Organizers expected about 500 attendees. Lines at the potato bar and crowds gathered around 30 or so vendor booths and educational displays confirmed their hopes. The large crowd also confirmed something else: The local and regional foods movement isn’t a fad. It’s a megatrend that has blossomed all across the country. It’s multigenerational, urban and rural, multifaceted and rich with potential for more growth. Some of today’s most creative entrepreneurs are helping propel the movement.

Politicians interested in sustained job growth, community development and local economic opportunity would do well to study how this movement grew to be so potent. They’ll quickly learn that it’s a blend of many factors, most of them circling around the word community.

Agriculture is continually changing and reinventing itself, and sometimes it happens without much help from government. While farm subsidies, publicly subsidized crop insurance and other government programs are mainstays for traditional, large-scale agriculture, movements like local and regional foods and rotational grazing have been driven by innovative practitioners. It’s exciting stuff.
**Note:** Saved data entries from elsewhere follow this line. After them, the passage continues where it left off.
use crate::domain::common::{AggregateId, AggregateRoot, BaseAggregate, EntityMetadata};
use crate::shared::canvas::CanvasElement;
use serde::{Deserialize, Serialize};
use uuid::Uuid;

// ============================================================================
// ID Type
// ============================================================================

/// Unique identifier of a knowledge item
#[derive(Debug, Clone, Copy, PartialEq, Eq, Hash, Serialize, Deserialize)]
pub struct KnowledgeItemId(pub Uuid);

impl KnowledgeItemId {
    pub fn new(value: Uuid) -> Self {
        Self(value)
    }

    pub fn new_v4() -> Self {
        Self(Uuid::new_v4())
    }

    pub fn value(&self) -> Uuid {
        self.0
    }
}

impl AggregateId for KnowledgeItemId {
    fn as_string(&self) -> String {
        self.0.to_string()
    }

    fn from_string(s: &str) -> Result<Self, String> {
        Uuid::parse_str(s)
            .map(KnowledgeItemId::new)
            .map_err(|e| format!("Invalid UUID: {}", e))
    }
}

// ============================================================================
// Aggregate Root
// ============================================================================

/// Knowledge base article with optional attached canvas artifacts
#[derive(Debug, Clone, Serialize, Deserialize)]
pub struct KnowledgeItem {
    #[serde(flatten)]
    pub base: BaseAggregate<KnowledgeItemId>,

    pub category: String,

    /// Markdown body
    pub body: String,

    #[serde(default)]
    pub tags: Vec<String>,

    #[serde(rename = "coverImageUrl")]
    pub cover_image_url: Option<String>,

    pub published: bool,

    /// Technique artifacts placed on the item's editing canvas.
    /// Payloads are opaque here; the canvas tooling owns their shape.
    #[serde(rename = "canvasElements", default)]
    pub canvas_elements: Vec<CanvasElement>,
}

impl KnowledgeItem {
    /// Create a new knowledge item for insertion
    pub fn new_for_insert(
        code: String,
        description: String,
        category: String,
        body: String,
        tags: Vec<String>,
        cover_image_url: Option<String>,
        comment: Option<String>,
    ) -> Self {
        let mut base = BaseAggregate::new(KnowledgeItemId::new_v4(), code, description);
        base.comment = comment;

        Self {
            base,
            category,
            body,
            tags,
            cover_image_url,
            published: false,
            canvas_elements: Vec::new(),
        }
    }

    /// ID as string
    pub fn to_string_id(&self) -> String {
        self.base.id.as_string()
    }

    /// Apply DTO data
    pub fn update(&mut self, dto: &KnowledgeItemDto) {
        self.base.code = dto.code.clone().unwrap_or_default();
        self.base.description = dto.description.clone();
        self.base.comment = dto.comment.clone();
        self.category = dto.category.clone();
        self.body = dto.body.clone();
        self.tags = dto.tags.clone();
        self.cover_image_url = dto.cover_image_url.clone();
        self.published = dto.published;
        if let Some(elements) = &dto.canvas_elements {
            self.canvas_elements = elements.clone();
        }
    }
}

impl AggregateRoot for KnowledgeItem {
    type Id = KnowledgeItemId;

    fn id(&self) -> Self::Id {
        self.base.id
    }

    fn code(&self) -> &str {
        &self.base.code
    }

    fn description(&self) -> &str {
        &self.base.description
    }

    fn metadata(&self) -> &EntityMetadata {
        &self.base.metadata
    }

    fn metadata_mut(&mut self) -> &mut EntityMetadata {
        &mut self.base.metadata
    }

    fn aggregate_index() -> &'static str {
        "k001"
    }

    fn collection_name() -> &'static str {
        "knowledge_item"
    }

    fn element_name() -> &'static str {
        "Knowledge item"
    }

    fn list_name() -> &'static str {
        "Knowledge items"
    }

    fn validate(&self) -> Result<(), String> {
        if self.base.description.trim().is_empty() {
            return Err("Title must not be empty".into());
        }
        if self.base.code.trim().is_empty() {
            return Err("Code must not be empty".into());
        }
        if self.category.trim().is_empty() {
            return Err("Category must not be empty".into());
        }
        Ok(())
    }
}

// ============================================================================
// Forms / DTOs
// ============================================================================

/// DTO for creating/updating a knowledge item
#[derive(Debug, Clone, Serialize, Deserialize, Default)]
pub struct KnowledgeItemDto {
    pub id: Option<String>,
    pub code: Option<String>,
    pub description: String,
    pub category: String,
    pub body: String,
    #[serde(default)]
    pub tags: Vec<String>,
    #[serde(rename = "coverImageUrl")]
    pub cover_image_url: Option<String>,
    #[serde(default)]
    pub published: bool,
    /// `None` leaves the stored canvas untouched
    #[serde(rename = "canvasElements")]
    pub canvas_elements: Option<Vec<CanvasElement>>,
    pub comment: Option<String>,
}

#[cfg(test)]
mod tests {
    use super::*;

    fn item() -> KnowledgeItem {
        KnowledgeItem::new_for_insert(
            "KB-001".into(),
            "Lean canvas basics".into(),
            "methodology".into(),
            "# Intro".into(),
            vec!["lean".into()],
            None,
            None,
        )
    }

    #[test]
    fn validate_rejects_empty_title() {
        let mut it = item();
        it.base.description = "  ".into();
        assert!(it.validate().is_err());
    }

    #[test]
    fn update_keeps_canvas_when_dto_omits_it() {
        let mut it = item();
        it.canvas_elements = vec![CanvasElement::new("bmc")];

        let dto = KnowledgeItemDto {
            description: "Updated".into(),
            category: "methodology".into(),
            body: String::new(),
            ..Default::default()
        };
        it.update(&dto);

        assert_eq!(it.base.description, "Updated");
        assert_eq!(it.canvas_elements.len(), 1);
    }
}
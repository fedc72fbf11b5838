use crate::shared::recommendations::ContentType;
use serde::{Deserialize, Serialize};
use uuid::Uuid;

/// Kind tag of a page block.
///
/// Stored as the JSON `type` field of a block. Kinds this build does not
/// know yet deserialize as `Unknown` instead of failing the whole page.
#[derive(Debug, Clone, Copy, PartialEq, Eq, Serialize, Deserialize)]
pub enum BlockKind {
    #[serde(rename = "image")]
    Image,
    #[serde(rename = "recommendations")]
    Recommendations,
    #[serde(rename = "eventsList")]
    EventsList,
    #[serde(rename = "knowledgeItemsList")]
    KnowledgeItemsList,
    #[serde(other, rename = "unknown")]
    Unknown,
}

/// A typed section of a composed page
#[derive(Debug, Clone, Serialize, Deserialize, PartialEq)]
pub struct ContentBlock {
    #[serde(rename = "type")]
    pub kind: BlockKind,

    #[serde(default)]
    pub content: BlockContent,

    pub styles: Option<BlockStyles>,
}

impl ContentBlock {
    /// New block of the given kind with empty content
    pub fn new(kind: BlockKind) -> Self {
        Self {
            kind,
            content: BlockContent::default(),
            styles: None,
        }
    }
}

/// Block payload. Every field is optional; which fields are read depends
/// on the block kind, and absent fields fall back to renderer defaults.
#[derive(Debug, Clone, Serialize, Deserialize, Default, PartialEq)]
pub struct BlockContent {
    #[serde(rename = "imageUrl")]
    pub image_url: Option<String>,

    pub alt: Option<String>,

    pub title: Option<String>,

    #[serde(rename = "contentTypes")]
    pub content_types: Option<Vec<ContentType>>,

    /// Legacy singular form, kept readable for pages saved by old builds
    #[serde(rename = "contentType")]
    pub content_type: Option<ContentType>,

    pub limit: Option<u32>,

    #[serde(rename = "showViewAll")]
    pub show_view_all: Option<bool>,

    #[serde(rename = "excludeIds")]
    pub exclude_ids: Option<Vec<Uuid>>,
}

/// Visual style overrides of a block frame
#[derive(Debug, Clone, Serialize, Deserialize, Default, PartialEq)]
pub struct BlockStyles {
    /// Frame height preset: "small" | "medium" | "large"
    pub height: Option<String>,

    #[serde(rename = "backgroundColor")]
    pub background_color: Option<String>,

    #[serde(rename = "backgroundImageUrl")]
    pub background_image_url: Option<String>,

    pub padding: Option<String>,
}

#[cfg(test)]
mod tests {
    use super::*;

    #[test]
    fn kind_tags_round_trip() {
        for (kind, tag) in [
            (BlockKind::Image, "image"),
            (BlockKind::Recommendations, "recommendations"),
            (BlockKind::EventsList, "eventsList"),
            (BlockKind::KnowledgeItemsList, "knowledgeItemsList"),
        ] {
            let json = serde_json::to_string(&kind).unwrap();
            assert_eq!(json, format!("\"{}\"", tag));
            let back: BlockKind = serde_json::from_str(&json).unwrap();
            assert_eq!(back, kind);
        }
    }

    #[test]
    fn unknown_kind_is_tolerated() {
        let block: ContentBlock =
            serde_json::from_str(r#"{"type":"heroCarousel","content":{}}"#).unwrap();
        assert_eq!(block.kind, BlockKind::Unknown);
    }

    #[test]
    fn empty_content_deserializes_to_all_none() {
        let block: ContentBlock = serde_json::from_str(r#"{"type":"image"}"#).unwrap();
        assert_eq!(block.content, BlockContent::default());
        assert!(block.styles.is_none());
    }

    #[test]
    fn legacy_singular_content_type_is_readable() {
        let block: ContentBlock = serde_json::from_str(
            r#"{"type":"recommendations","content":{"contentType":"event","limit":3}}"#,
        )
        .unwrap();
        assert_eq!(block.content.content_type, Some(ContentType::Event));
        assert_eq!(block.content.limit, Some(3));
        assert!(block.content.content_types.is_none());
    }
}
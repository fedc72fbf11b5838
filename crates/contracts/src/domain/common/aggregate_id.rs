use serde::{de::DeserializeOwned, Serialize};
use std::hash::Hash;

/// Trait for aggregate identifier types
pub trait AggregateId:
    Clone + Copy + PartialEq + Eq + Hash + Serialize + DeserializeOwned + std::fmt::Debug
{
    /// Convert the ID to a string
    fn as_string(&self) -> String;

    /// Parse an ID from a string
    fn from_string(s: &str) -> Result<Self, String>;
}

impl AggregateId for uuid::Uuid {
    fn as_string(&self) -> String {
        ToString::to_string(self)
    }

    fn from_string(s: &str) -> Result<Self, String> {
        uuid::Uuid::parse_str(s).map_err(|e| format!("Invalid UUID: {}", e))
    }
}
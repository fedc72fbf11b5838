pub mod k001_knowledge_item;
pub mod k002_event;
pub mod k003_blog_post;
pub mod k004_template;
pub mod k005_page;
pub mod recommendations;
pub mod site_settings;
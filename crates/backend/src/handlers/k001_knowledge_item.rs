use axum::{extract::Path, Json};
use serde_json::json;

use crate::domain::k001_knowledge_item;

/// GET /api/knowledge-item
pub async fn list_all() -> Result<
    Json<Vec<contracts::domain::k001_knowledge_item::KnowledgeItem>>,
    axum::http::StatusCode,
> {
    match k001_knowledge_item::service::list_all().await {
        Ok(v) => Ok(Json(v)),
        Err(_) => Err(axum::http::StatusCode::INTERNAL_SERVER_ERROR),
    }
}

/// GET /api/knowledge-item/:id
pub async fn get_by_id(
    Path(id): Path<String>,
) -> Result<Json<contracts::domain::k001_knowledge_item::KnowledgeItem>, axum::http::StatusCode> {
    let uuid = match uuid::Uuid::parse_str(&id) {
        Ok(uuid) => uuid,
        Err(_) => return Err(axum::http::StatusCode::BAD_REQUEST),
    };
    match k001_knowledge_item::service::get_by_id(uuid).await {
        Ok(Some(v)) => Ok(Json(v)),
        Ok(None) => Err(axum::http::StatusCode::NOT_FOUND),
        Err(_) => Err(axum::http::StatusCode::INTERNAL_SERVER_ERROR),
    }
}

/// POST /api/knowledge-item
pub async fn upsert(
    Json(dto): Json<contracts::domain::k001_knowledge_item::KnowledgeItemDto>,
) -> Result<Json<serde_json::Value>, axum::http::StatusCode> {
    let result = if let Some(id) = dto.id.clone() {
        k001_knowledge_item::service::update(dto).await.map(|_| id)
    } else {
        k001_knowledge_item::service::create(dto)
            .await
            .map(|id| id.to_string())
    };
    match result {
        Ok(id) => Ok(Json(json!({"id": id}))),
        Err(e) => {
            tracing::warn!("knowledge item upsert failed: {e}");
            Err(axum::http::StatusCode::INTERNAL_SERVER_ERROR)
        }
    }
}

/// DELETE /api/knowledge-item/:id
pub async fn delete(Path(id): Path<String>) -> Result<(), axum::http::StatusCode> {
    let uuid = match uuid::Uuid::parse_str(&id) {
        Ok(uuid) => uuid,
        Err(_) => return Err(axum::http::StatusCode::BAD_REQUEST),
    };
    match k001_knowledge_item::service::delete(uuid).await {
        Ok(true) => Ok(()),
        Ok(false) => Err(axum::http::StatusCode::NOT_FOUND),
        Err(_) => Err(axum::http::StatusCode::INTERNAL_SERVER_ERROR),
    }
}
Yes, today there are government programs that help fruit and vegetable growers pay for hoop houses that extend growing seasons. Other programs support the development of urban agriculture. But the vast majority of public dollars spent on agriculture go to traditional operations.

We have the smaller, more labor-intensive local and regional operations to thank for reconnecting a largely urban public to farming in ways that we could never dream of just a few years ago. There’s an old rube that says many urban people think their milk and cheese come from the grocery story. The local and regional foods movement is changing that, and at a remarkable pace.

Truth is, we need diversity in agriculture in order to assure food security, especially now, when climate change is upon us. Large-scale agriculture is often demonized, but it’s obviously essential in a world of 7-plus billion people.

But no sector has done more to build diversity in recent years than local and regional foods. The markets have yet to fully mature and reach their potential, but the process is well under way. Local and regional foods also connect well with an array of other pluses, from agri-tourism to the arts. Money spent on local foods stays in the community. Especially during the growing season, local foods are affordable, healthy alternatives for people of all economic backgrounds.

Local and regional food networks probably won’t ever meet all of the consumers’ needs. There is much work to be done on developing processing and marketing structures. But they’ve done pretty well so far on innovation, hard work and a few acres of soil.

Central Rivers Farmshed is one of many groups propelling this movement. It offers an array of programs. A centerpiece is The Greenhouse Project, a revitalization of a historical downtown Stevens Point greenhouse. Plans well along the way to fruition call for a community food center that will house a production greenhouse, community kitchen, gathering space and learning space. That’s exciting stuff.